Police: Man who shot fireman is killed in police standoff

A reputed high-ranking member of the Bloods street gang was to be arrested on parole violations when he shot a firefighter, according to authorities. The suspect was killed in a six-hour standoff Friday.
Garland Tyree, 38, who had been communicating with police negotiators, ascended the basement stairs of a two-family Staten Island home, firing an assault rifle at around noon Friday, according to police officials. Police also fired shots, fatally wounding Tyree.
A U.S. Marshals task force had attempted to arrest Tyree for violating federal parole when smoke emerged from his girlfriend's apartment, said Robert Boyce, New York Police Department chief of detectives.
Firefighters were responding to the scene when Tyree opened fire, striking FDNY Lt. James Hayes in the left calf and buttocks, Boyce said. The lieutenant is in stable condition at a hospital. Officials said Hayes is the first firefighter to be shot in the line of duty since 1994.

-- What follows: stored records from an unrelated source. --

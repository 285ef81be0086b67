use crate::ir::{LineRange, Position};

/// Read-only, line addressable view of a log document.
pub trait LineSource {
    fn line_count(&self) -> usize;

    /// Text of line `index` without its line terminator.
    ///
    /// Callers only pass indices below [`line_count`](Self::line_count).
    fn line_text(&self, index: usize) -> &str;

    fn line(&self, index: usize) -> Line<'_> {
        Line {
            index,
            text: self.line_text(index),
        }
    }
}

impl<T: AsRef<str>> LineSource for [T] {
    fn line_count(&self) -> usize {
        self.len()
    }

    fn line_text(&self, index: usize) -> &str {
        self[index].as_ref()
    }
}

impl<T: AsRef<str>> LineSource for Vec<T> {
    fn line_count(&self) -> usize {
        self.len()
    }

    fn line_text(&self, index: usize) -> &str {
        self[index].as_ref()
    }
}

/// One row of a document.
#[derive(Debug, Clone, Copy, PartialEq, Eq)]
pub struct Line<'a> {
    pub index: usize,
    pub text: &'a str,
}

impl Line<'_> {
    pub fn is_empty_or_whitespace(&self) -> bool {
        self.text.trim().is_empty()
    }

    pub fn start(&self) -> Position {
        Position::new(self.index as u32, 0)
    }

    pub fn end(&self) -> Position {
        Position::new(self.index as u32, utf16_len(self.text))
    }

    pub fn range(&self) -> LineRange {
        LineRange::new(self.start(), self.end())
    }
}

/// Owned lines of a text buffer, split the way an editor splits them.
///
/// `\r\n`, `\n` and a bare `\r` each end a line, so `"a\n"` has two lines
/// and the empty text has one. Progress output in terminal captures relies
/// on bare `\r`.
#[derive(Debug, Clone, Default, PartialEq, Eq)]
pub struct TextLines {
    lines: Vec<String>,
}

impl TextLines {
    pub fn new(text: &str) -> Self {
        let mut lines = Vec::new();
        let mut start = 0;
        let mut chars = text.char_indices().peekable();
        while let Some((offset, c)) = chars.next() {
            match c {
                '\n' => {}
                '\r' => {
                    if let Some(&(_, '\n')) = chars.peek() {
                        chars.next();
                    }
                }
                _ => continue,
            }
            lines.push(text[start..offset].to_string());
            start = chars.peek().map_or(text.len(), |&(next, _)| next);
        }
        lines.push(text[start..].to_string());
        Self { lines }
    }
}

impl From<&str> for TextLines {
    fn from(text: &str) -> Self {
        Self::new(text)
    }
}

impl LineSource for TextLines {
    fn line_count(&self) -> usize {
        self.lines.len()
    }

    fn line_text(&self, index: usize) -> &str {
        &self.lines[index]
    }
}

pub(crate) fn utf16_len(text: &str) -> u32 {
    text.encode_utf16().count() as u32
}

/// Converts a byte offset inside `text` into a UTF-16 column.
pub(crate) fn utf16_column(text: &str, byte_offset: usize) -> u32 {
    utf16_len(&text[..byte_offset])
}

#[cfg(test)]
mod tests {
    use super::*;

    #[test]
    fn test_text_lines_follow_editor_model() {
        assert_eq!(TextLines::new("").line_count(), 1);
        assert_eq!(TextLines::new("a\n").line_count(), 2);

        let lines = TextLines::new("one\r\ntwo");
        assert_eq!(lines.line_text(0), "one");
        assert_eq!(lines.line_text(1), "two");
    }

    #[test]
    fn test_bare_carriage_return_ends_a_line() {
        let lines = TextLines::new("a\rb\nc");
        assert_eq!(lines.line_count(), 3);
        assert_eq!(lines.line_text(0), "a");
        assert_eq!(lines.line_text(1), "b");
        assert_eq!(lines.line_text(2), "c");

        let lines = TextLines::new("x\r\r\ny\r");
        assert_eq!(lines.line_count(), 4);
        assert_eq!(lines.line_text(1), "");
        assert_eq!(lines.line_text(2), "y");
        assert_eq!(lines.line_text(3), "");
    }

    #[test]
    fn test_line_range_counts_utf16_units() {
        let doc = vec!["Δt = 5", "𝛼"];
        assert_eq!(doc.line(0).end(), Position::new(0, 6));
        // Astral characters take two code units.
        assert_eq!(doc.line(1).end(), Position::new(1, 2));
        assert_eq!(utf16_column("𝛼x", 4), 2);
    }

    #[test]
    fn test_whitespace_lines_are_blank() {
        let doc = vec!["   ", "\t", "x"];
        assert!(doc.line(0).is_empty_or_whitespace());
        assert!(doc.line(1).is_empty_or_whitespace());
        assert!(!doc.line(2).is_empty_or_whitespace());
    }
}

Before the deadly gunfight that resulted in Tyree's death, he had fired four shots, including two at police that didn't hit anyone, police said. He had been previously convicted of weapons, drug and assault charges.
An attorney for Tyree declined to comment. But a lawyer who represented him on a 2004 federal weapons conviction, for which he was sentenced to 10 years, said Tyree was "a really smart young man who never caught a break."
"He managed to turn everything good that came his way into something bad, which is what happens when you grow up in a crack-infested environment," said Susan G. Kellman.
Tyree had been arrested 18 times and had been on probation since last summer, Boyce said. Tyree was on supervised release following a 2013 conviction of violating federal probation by using drugs, associating with known gang members and convicted felons, court papers show.
A spokeswoman for federal prosecutors in Brooklyn declined to comment, but federal court documents portrayed Tyree as an influential member of the Bloods with a violent record.
He pleaded guilty to weapon possession charges in connection with a 1995 murder and subsequently to two assaults while in custody -- once slashing an inmate on a bus between court and the Rikers Island jail complex and another time slashing an inmate so badly that the inmate required 60 stitches.
A July 2013 letter from federal prosecutors maintains that even while on parole, Tyree attended a 2012 meeting of gang members, used drugs and was paid dues by other gang members. In a court proceeding, Tyree denied he was still a Blood.